Today, we know that Dr. James Barry was born Margaret Bulkley, the daughter of an Irish grocer. In an era when women were not allowed to attend medical school, Bulkley adopted a new persona to become a surgeon. But even after graduating, Dr. James Barry hid the fact that he was a woman. How did Barry manage to carry off the deception for years? How many people knew that Barry was secretly a woman? And was Barry driven by his desire to work in medicine, or a preference to live as a man?
Barry Planned To Travel To Venezuela, Where Women Could Practice Medicine
Before transforming into James Barry, Margaret Ann Bulkley had befriended General Francisco de Miranda of Venezuela. Miranda almost certainly knew of Margaret's disguise. When renaming herself, Margaret honored Miranda by calling herself James Miranda Stuart Barry.
After receiving a medical degree in 1812, Barry decided to travel to Venezuela. The country let female doctors practice, so Barry could give up the disguise.
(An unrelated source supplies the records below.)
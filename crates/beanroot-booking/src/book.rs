//! Lot matching.
//!
//! [`book`] applies one posting to an account's [`Inventory`]. A posting
//! whose units oppose existing at-cost lots of the same currency is a
//! reduction: it is matched against those lots according to the account's
//! [`BookingMethod`]. A posting with a cost that opposes plain units of its
//! currency matches no lot. Anything else augments the inventory, opening a
//! lot at the resolved cost.
//!
//! A failed match still changes the inventory. The units are recorded against
//! the best candidate lot (or at no cost when there is none) so running
//! balances stay numerically consistent; the error is returned alongside.

use chrono::NaiveDate;
use rust_decimal::Decimal;
use serde::{Deserialize, Serialize};
use thiserror::Error;

use beanroot_core::{Amount, BookingMethod, Cost, CostSpec, Inventory, MatchResult, Position};

/// How far a lot's per-unit cost may be from the cost written on a reducing
/// posting and still match. Zero means exact.
pub const DEFAULT_COST_TOLERANCE: Decimal = Decimal::ZERO;

/// Booking settings shared by every account.
#[derive(Debug, Clone, Copy, PartialEq, Eq)]
pub struct BookingConfig {
    /// Method for accounts whose `open` doesn't name one.
    pub default_method: BookingMethod,
    /// Cost matching tolerance for reductions.
    pub cost_tolerance: Decimal,
}

impl Default for BookingConfig {
    fn default() -> Self {
        Self {
            default_method: BookingMethod::Strict,
            cost_tolerance: DEFAULT_COST_TOLERANCE,
        }
    }
}

impl BookingConfig {
    /// Set the default method.
    #[must_use]
    pub const fn with_method(mut self, method: BookingMethod) -> Self {
        self.default_method = method;
        self
    }

    /// Set the cost matching tolerance.
    #[must_use]
    pub const fn with_cost_tolerance(mut self, tolerance: Decimal) -> Self {
        self.cost_tolerance = tolerance;
        self
    }
}

/// A reduction or augmentation that could not be booked cleanly.
#[derive(Debug, Clone, PartialEq, Eq, Error, Serialize, Deserialize)]
pub enum BookingError {
    /// Several lots match and the method can't choose.
    #[error("ambiguous reduction of {units} in {account}: {candidates} lots match {spec}")]
    AmbiguousMatch {
        /// Account being reduced.
        account: String,
        /// Units of the reducing posting.
        units: Amount,
        /// Cost written on the posting.
        spec: String,
        /// How many lots matched.
        candidates: usize,
    },
    /// Strict booking needs the posting to identify a lot.
    #[error("reduction of {units} in {account} must name a lot (cost, date or label) under STRICT booking")]
    ExplicitLotRequired {
        /// Account being reduced.
        account: String,
        /// Units of the reducing posting.
        units: Amount,
    },
    /// No lot matches the cost written on the posting.
    #[error("no lot in {account} matches {units} {spec}")]
    NoMatchingLot {
        /// Account being reduced.
        account: String,
        /// Units of the reducing posting.
        units: Amount,
        /// Cost written on the posting.
        spec: String,
    },
    /// The matching lots hold fewer units than the posting removes.
    #[error("not enough {currency} in {account}: reducing {requested}, only {available} held")]
    InsufficientUnits {
        /// Account being reduced.
        account: String,
        /// Currency of the units.
        currency: String,
        /// Units removed.
        requested: Decimal,
        /// Units held in matching lots.
        available: Decimal,
    },
    /// A new lot was written with a cost lacking its number or currency.
    #[error("cost {spec} for new lot of {units} in {account} is incomplete")]
    IncompleteCost {
        /// Account being augmented.
        account: String,
        /// Units of the posting.
        units: Amount,
        /// Cost written on the posting.
        spec: String,
    },
    /// The posting would push a lot past the decimal range.
    #[error("booking {units} in {account} overflows the lot quantity")]
    Overflow {
        /// Account being booked.
        account: String,
        /// Units of the posting.
        units: Amount,
    },
    /// An `open` names a booking method that doesn't exist.
    #[error("unknown booking method {method:?} for {account}")]
    UnknownMethod {
        /// Account being opened.
        account: String,
        /// Method as written.
        method: String,
    },
}

/// One posting to apply.
#[derive(Debug, Clone, Copy)]
pub struct BookingRequest<'a> {
    /// Account the posting belongs to.
    pub account: &'a str,
    /// Signed units.
    pub units: &'a Amount,
    /// Cost written on the posting, if any.
    pub cost: Option<&'a CostSpec>,
    /// Transaction date, used as the acquisition date of new lots.
    pub date: NaiveDate,
    /// The account's booking method.
    pub method: BookingMethod,
}

/// What [`book`] did.
#[derive(Debug, Clone, Default, PartialEq, Eq)]
pub struct BookingOutcome {
    /// Positions applied to the inventory, one per lot touched.
    pub legs: Vec<Position>,
    /// Set when the posting could not be booked cleanly.
    pub error: Option<BookingError>,
}

impl BookingOutcome {
    fn ok(legs: Vec<Position>) -> Self {
        Self { legs, error: None }
    }

    fn failed(legs: Vec<Position>, error: BookingError) -> Self {
        Self {
            legs,
            error: Some(error),
        }
    }
}

/// Apply `request` to `inventory`.
pub fn book(
    inventory: &mut Inventory,
    request: &BookingRequest<'_>,
    config: &BookingConfig,
) -> BookingOutcome {
    match try_book(inventory, request, config) {
        Ok(outcome) => outcome,
        Err(error) => BookingOutcome::failed(Vec::new(), error),
    }
}

fn try_book(
    inventory: &mut Inventory,
    request: &BookingRequest<'_>,
    config: &BookingConfig,
) -> Result<BookingOutcome, BookingError> {
    let units = request.units;
    if units.is_zero() {
        return Ok(BookingOutcome::default());
    }
    let opposing: Vec<(Cost, Decimal)> = inventory
        .opposing_lots(&units.currency, units.number)
        .map(|(cost, quantity)| (cost.clone(), quantity))
        .collect();

    if request.method == BookingMethod::None {
        return augment(inventory, request);
    }
    if opposing.is_empty() {
        // A lot can't be carved out of plain units of the same currency.
        if let Some(spec) = request.cost {
            if inventory.opposing_plain(&units.currency, units.number).is_some() {
                let leg = record(inventory, request.account, units, None)?;
                return Ok(BookingOutcome::failed(
                    vec![leg],
                    BookingError::NoMatchingLot {
                        account: request.account.to_string(),
                        units: units.clone(),
                        spec: spec.to_string(),
                    },
                ));
            }
        }
        return augment(inventory, request);
    }

    let spec = request.cost.cloned().unwrap_or_default();
    let mut candidates: Vec<(Cost, Decimal)> = opposing
        .into_iter()
        .filter(|(cost, _)| spec.matches(cost, units.number, config.cost_tolerance))
        .collect();

    if candidates.is_empty() {
        let cost = spec.resolve(units.number, request.date);
        let leg = record(inventory, request.account, units, cost)?;
        return Ok(BookingOutcome::failed(
            vec![leg],
            BookingError::NoMatchingLot {
                account: request.account.to_string(),
                units: units.clone(),
                spec: spec.to_string(),
            },
        ));
    }

    sort_for(request.method, &mut candidates);
    let wanted = units.number.abs();
    let held = candidates
        .iter()
        .fold(Decimal::ZERO, |total, (_, q)| total.saturating_add(q.abs()));

    match request.method {
        BookingMethod::Strict if !spec.is_selective() && held != wanted => {
            let leg = record(inventory, request.account, units, Some(candidates[0].0.clone()))?;
            return Ok(BookingOutcome::failed(
                vec![leg],
                BookingError::ExplicitLotRequired {
                    account: request.account.to_string(),
                    units: units.clone(),
                },
            ));
        }
        BookingMethod::Strict if candidates.len() > 1 && held != wanted => {
            let leg = record(inventory, request.account, units, Some(candidates[0].0.clone()))?;
            return Ok(BookingOutcome::failed(
                vec![leg],
                BookingError::AmbiguousMatch {
                    account: request.account.to_string(),
                    units: units.clone(),
                    spec: spec.to_string(),
                    candidates: candidates.len(),
                },
            ));
        }
        BookingMethod::Average => {
            candidates = average(inventory, request, &candidates)?;
        }
        _ => {}
    }

    reduce(inventory, request, &candidates)
}

fn augment(
    inventory: &mut Inventory,
    request: &BookingRequest<'_>,
) -> Result<BookingOutcome, BookingError> {
    let units = request.units;
    let Some(spec) = request.cost else {
        return Ok(BookingOutcome::ok(vec![record(inventory, request.account, units, None)?]));
    };
    let outcome = match spec.resolve(units.number, request.date) {
        Some(cost) => BookingOutcome::ok(vec![record(inventory, request.account, units, Some(cost))?]),
        None if request.method == BookingMethod::None => {
            BookingOutcome::ok(vec![record(inventory, request.account, units, None)?])
        }
        None => BookingOutcome::failed(
            vec![record(inventory, request.account, units, None)?],
            BookingError::IncompleteCost {
                account: request.account.to_string(),
                units: units.clone(),
                spec: spec.to_string(),
            },
        ),
    };
    Ok(outcome)
}

fn record(
    inventory: &mut Inventory,
    account: &str,
    units: &Amount,
    cost: Option<Cost>,
) -> Result<Position, BookingError> {
    if inventory.add(units, cost.as_ref()) == MatchResult::Overflow {
        return Err(BookingError::Overflow {
            account: account.to_string(),
            units: units.clone(),
        });
    }
    Ok(Position {
        units: units.clone(),
        cost,
    })
}

fn sort_for(method: BookingMethod, candidates: &mut [(Cost, Decimal)]) {
    match method {
        BookingMethod::Lifo => candidates.sort_by(|(a, _), (b, _)| b.date.cmp(&a.date)),
        BookingMethod::Hifo => candidates.sort_by(|(a, _), (b, _)| b.number.cmp(&a.number)),
        _ => candidates.sort_by(|(a, _), (b, _)| a.date.cmp(&b.date)),
    }
}

/// Replace every lot in `candidates` with one lot at their weighted-average
/// cost, dated at the earliest acquisition.
fn average(
    inventory: &mut Inventory,
    request: &BookingRequest<'_>,
    candidates: &[(Cost, Decimal)],
) -> Result<Vec<(Cost, Decimal)>, BookingError> {
    let cost_currency = &candidates[0].0.currency;
    if candidates.len() < 2 || candidates.iter().any(|(c, _)| c.currency != *cost_currency) {
        return Ok(candidates.to_vec());
    }
    let overflow = || BookingError::Overflow {
        account: request.account.to_string(),
        units: request.units.clone(),
    };
    let mut quantity = Decimal::ZERO;
    let mut book_value = Decimal::ZERO;
    for (cost, held) in candidates {
        quantity = quantity.checked_add(*held).ok_or_else(overflow)?;
        book_value = cost
            .number
            .checked_mul(*held)
            .and_then(|value| book_value.checked_add(value))
            .ok_or_else(overflow)?;
    }
    let per_unit = book_value.checked_div(quantity).ok_or_else(overflow)?;

    let currency = &request.units.currency;
    for (cost, held) in candidates {
        inventory.add(&Amount::new(-*held, currency.clone()), Some(cost));
    }
    let mut merged = Cost::new(per_unit, cost_currency.clone());
    merged.date = candidates.iter().filter_map(|(c, _)| c.date).min();
    inventory.add(&Amount::new(quantity, currency.clone()), Some(&merged));
    Ok(vec![(merged, quantity)])
}

fn reduce(
    inventory: &mut Inventory,
    request: &BookingRequest<'_>,
    candidates: &[(Cost, Decimal)],
) -> Result<BookingOutcome, BookingError> {
    let units = request.units;
    let sign = if units.is_negative() {
        -Decimal::ONE
    } else {
        Decimal::ONE
    };
    let mut remaining = units.number.abs();
    let mut legs = Vec::new();
    for (cost, held) in candidates {
        if remaining.is_zero() {
            break;
        }
        let take = remaining.min(held.abs());
        let leg_units = Amount::new(sign * take, units.currency.clone());
        legs.push(record(inventory, request.account, &leg_units, Some(cost.clone()))?);
        remaining -= take;
    }
    if remaining.is_zero() {
        return Ok(BookingOutcome::ok(legs));
    }
    let available = units.number.abs() - remaining;
    let overflow = Amount::new(sign * remaining, units.currency.clone());
    legs.push(record(inventory, request.account, &overflow, Some(candidates[0].0.clone()))?);
    Ok(BookingOutcome::failed(
        legs,
        BookingError::InsufficientUnits {
            account: request.account.to_string(),
            currency: units.currency.clone(),
            requested: units.number.abs(),
            available,
        },
    ))
}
But General Miranda was behind bars by 1812, leaving Barry with few options besides continuing the deception.
Barry soon enlisted in the British armed forces as a surgeon.
The Surgeon Swore And Developed A Reputation As A Ladies' Man
James Barry had a terrible temper. He yelled at Florence Nightengale in Istanbul because she didn't protect herself from the sun. He shouted at patients in his hospital and had a reputation for smashing medicine bottles against the wall. Barry even challenged a captain to a duel.
Throughout his long career, Barry swore heavily and flirted with women, with one man accusing the surgeon of paying "improper attentions" to his wife.
In one case, when someone said, "You look more like a woman than a man," Barry struck him in the face with a whip.
Rumors Swirled That Barry Had An Affair With The Governor Of South Africa
As an army surgeon, James Barry spent 10 years serving in Cape Town, South Africa. While in South Africa, Barry befriended Lord Charles Somerset, the British governor for the colony.
Eventually, Barry moved into the governor's residence. Rumors swirled that the surgeon and the governor were having an affair. One poster even accused Somerset of "buggering Dr. Barry." The scandal resulted in a commission to investigate the relationship, which exonerated both.
As A Surgeon, Barry Performed The First Successful Caesarean Section
Barry is said to have been a great surgeon, and he ascended to the rank of Inspector General in 1857. The role, equivalent to a Brigadier General, placed Barry in charge of military hospitals.
In a testament to his skills, Barry's career included a notable breakthrough: He was the first surgeon to successfully perform a caesarean section where both mother and child lived. Barry performed the emergency C-section in 1826 on a kitchen table in Cape Town. Without anesthesia, Barry's patient and her child survived the procedure.
Barry also pushed for social reforms in South Africa, railing against the harsh treatment at correctional facilities and asylums. The surgeon advocated for better water sanitation in Cape Town and treated everyone, including slaves and the poor.